Transcribe, word for word and without additions, each line below from the one containing "the secret handler" through the one containing "on the resync interval", both ends included.

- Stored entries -
====================

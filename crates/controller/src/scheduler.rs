//! Periodic renewal resync
//!
//! Lists every managed record and feeds it through the secret handler
//! chain, the same way a change event for that record would.

use std::sync::Arc;
use std::time::Duration;

use tokio::time::{interval, Instant, MissedTickBehavior};
use tokio_util::sync::CancellationToken;
use tracing::{debug, error, info, warn};

use crate::handlers::SecretHandler;
use crate::store::{LabelSelector, RecordStore, StoreError};

/// Lower bound on the resync interval
const MIN_RESYNC_INTERVAL: Duration = Duration::from_secs(60);

/// Counts from one resync pass
#[derive(Debug, Default, Clone, Copy, PartialEq, Eq)]
pub struct ResyncSummary {
    pub examined: usize,
    pub failed: usize,
}

/// Background loop resyncing managed records into a handler
pub struct ResyncScheduler<H> {
    store: Arc<dyn RecordStore>,
    handler: H,
    resync_interval: Duration,
}

impl<H: SecretHandler> ResyncScheduler<H> {
    pub fn new(store: Arc<dyn RecordStore>, handler: H) -> Self {
        Self {
            store,
            handler,
            resync_interval: Duration::from_secs(3600),
        }
    }

    /// Set the resync interval, clamped to at least one minute
    pub fn with_interval(mut self, resync_interval: Duration) -> Self {
        self.resync_interval = resync_interval.max(MIN_RESYNC_INTERVAL);
        self
    }

    pub fn resync_interval(&self) -> Duration {
        self.resync_interval
    }

    /// Run passes until `shutdown` is cancelled. The first pass runs
    /// immediately.
    pub async fn run(self, shutdown: CancellationToken) {
        info!(
            resync_interval_secs = self.resync_interval.as_secs(),
            "Starting renewal resync scheduler"
        );

        let mut ticker = interval(self.resync_interval);
        ticker.set_missed_tick_behavior(MissedTickBehavior::Delay);

        loop {
            tokio::select! {
                biased;
                _ = shutdown.cancelled() => break,
                _ = ticker.tick() => {}
            }

            if let Err(e) = self.resync_once().await {
                error!(error = %e, "Renewal resync failed");
            }
        }

        info!("Renewal resync scheduler stopped");
    }

    /// One pass over every managed record
    pub async fn resync_once(&self) -> Result<ResyncSummary, StoreError> {
        let start = Instant::now();
        let records = self.store.list(&LabelSelector::managed()).await?;
        let mut summary = ResyncSummary::default();

        debug!(count = records.len(), "Resyncing managed records");

        for secret in &records {
            summary.examined += 1;
            if let Err(e) = self.handler.handle(secret).await {
                summary.failed += 1;
                warn!(key = %secret.key(), error = %e, "Renewal handler failed");
            }
        }

        info!(
            examined = summary.examined,
            failed = summary.failed,
            elapsed_ms = start.elapsed().as_millis() as u64,
            "Renewal resync complete"
        );
        Ok(summary)
    }
}

impl<H> std::fmt::Debug for ResyncScheduler<H> {
    fn fmt(&self, f: &mut std::fmt::Formatter<'_>) -> std::fmt::Result {
        f.debug_struct("ResyncScheduler")
            .field("resync_interval", &self.resync_interval)
            .finish_non_exhaustive()
    }
}
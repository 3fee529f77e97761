use std::sync::Arc;
use tokio::task::JoinHandle;
use tracing::{debug, error, info, warn};

use certpilot_common::labels::DOMAIN;
use certpilot_common::Domain;

use super::{CertificateController, HandlerError};
use crate::codec;
use crate::renewal::RenewalPolicy;
use crate::store::Secret;

/// Result of [`CertificateController::renew_cert`]
#[derive(Debug)]
pub enum RenewOutcome {
    /// Certificate is outside the renewal window
    NotDue,
    /// Record carries no domain annotation to renew for
    MissingDomain,
    /// Another operation holds the domain's lock
    Busy,
    /// Renewal was started in the background
    Renewing(JoinHandle<()>),
}

impl CertificateController {
    /// Renew the certificate stored in `secret` if it is due.
    ///
    /// The new certificate replaces the record at the same key.
    pub async fn renew_cert(&self, secret: &Secret) -> Result<RenewOutcome, HandlerError> {
        self.repository.authority().register_account_if_absent().await?;

        let policy = RenewalPolicy::from_days(self.config.current().certificates.renew_before_days);
        if !policy.must_renew(secret) {
            debug!(key = %secret.key(), "Certificate is still valid");
            return Ok(RenewOutcome::NotDue);
        }

        let Some(domain) = secret.annotation(DOMAIN).filter(|d| !d.is_empty()) else {
            warn!(key = %secret.key(), "TLS record has no domain annotation, not renewing");
            return Ok(RenewOutcome::MissingDomain);
        };
        let domain = Domain::new(domain);

        let Some(guard) = self.repository.locks().try_acquire(&domain) else {
            debug!(domain = %domain, "Not starting renewal, request already in progress");
            return Ok(RenewOutcome::Busy);
        };

        let repository = Arc::clone(&self.repository);
        let namespace = secret.namespace().to_string();
        let name = secret.name().to_string();

        let handle = self.repository.spawn(async move {
            info!(domain = %domain, namespace = %namespace, name = %name, "Renewing TLS certificate");

            let issued = match repository.authority().obtain_certificate(&domain).await {
                Ok(issued) => issued,
                Err(e) => {
                    error!(domain = %domain, error = %e, "Failed to obtain renewed certificate");
                    return;
                }
            };

            let renewed = codec::encode(&issued, &domain, &namespace, &name);
            match repository.update_record(&namespace, &name, renewed).await {
                Ok(_) => info!(
                    domain = %domain,
                    namespace = %namespace,
                    name = %name,
                    expires = %issued.not_after,
                    "TLS certificate renewed"
                ),
                Err(e) => error!(
                    domain = %domain,
                    namespace = %namespace,
                    name = %name,
                    error = %e,
                    "Failed to update TLS record"
                ),
            }

            drop(guard);
        });

        Ok(RenewOutcome::Renewing(handle))
    }
}
//! DNS provider seam for DNS-01 challenges

use async_trait::async_trait;
use std::fmt::Debug;
use thiserror::Error;

pub type DnsResult<T> = Result<T, DnsProviderError>;

/// Errors from publishing or removing challenge records
#[derive(Debug, Error)]
pub enum DnsProviderError {
    #[error("Authentication failed: {0}")]
    Authentication(String),

    #[error("Failed to create TXT record '{record_name}': {message}")]
    RecordCreation { record_name: String, message: String },

    #[error("Failed to delete TXT record '{record_id}': {message}")]
    RecordDeletion { record_id: String, message: String },

    #[error("DNS API request failed: {0}")]
    ApiRequest(String),

    #[error("TXT record '{record_name}' not visible after {elapsed_secs}s")]
    PropagationTimeout { record_name: String, elapsed_secs: u64 },

    #[error("Invalid DNS provider configuration: {0}")]
    Configuration(String),
}

/// Publishes TXT records in the zone serving a domain
#[async_trait]
pub trait DnsProvider: Send + Sync + Debug {
    fn name(&self) -> &'static str;

    /// Create `<record_name>.<domain>` with `record_value` and return an
    /// id for [`DnsProvider::delete_txt_record`]
    async fn create_txt_record(
        &self,
        domain: &str,
        record_name: &str,
        record_value: &str,
    ) -> DnsResult<String>;

    /// Remove a record created earlier. Deleting a missing record succeeds.
    async fn delete_txt_record(&self, domain: &str, record_id: &str) -> DnsResult<()>;
}

/// Label under which DNS-01 challenge values are published
pub const ACME_CHALLENGE_RECORD: &str = "_acme-challenge";

/// TTL requested for challenge records
pub const CHALLENGE_TTL: u32 = 60;

/// Domain whose zone carries the challenge; `*.example.com` → `example.com`
pub fn normalize_domain(domain: &str) -> &str {
    domain.strip_prefix("*.").unwrap_or(domain)
}

pub fn challenge_record_fqdn(domain: &str) -> String {
    format!("{}.{}", ACME_CHALLENGE_RECORD, normalize_domain(domain))
}

#[cfg(test)]
mod tests {
    use super::*;

    #[test]
    fn test_challenge_record_fqdn() {
        assert_eq!(
            challenge_record_fqdn("example.com"),
            "_acme-challenge.example.com"
        );
        assert_eq!(
            challenge_record_fqdn("*.abc123.on-acorn.io"),
            "_acme-challenge.abc123.on-acorn.io"
        );
        assert_eq!(normalize_domain("*.example.com"), "example.com");
        assert_eq!(normalize_domain("sub.example.com"), "sub.example.com");
    }
}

====================

- WRITTEN ANSWER -
//! Lists every managed record and feeds it through the secret handler
//! chain, the same way a change event for that record would.

use std::sync::Arc;
use std::time::Duration;

use tokio::time::{interval, Instant, MissedTickBehavior};
use tokio_util::sync::CancellationToken;
use tracing::{debug, error, info, warn};

use crate::handlers::SecretHandler;
use crate::store::{LabelSelector, RecordStore, StoreError};

/// Lower bound on the resync interval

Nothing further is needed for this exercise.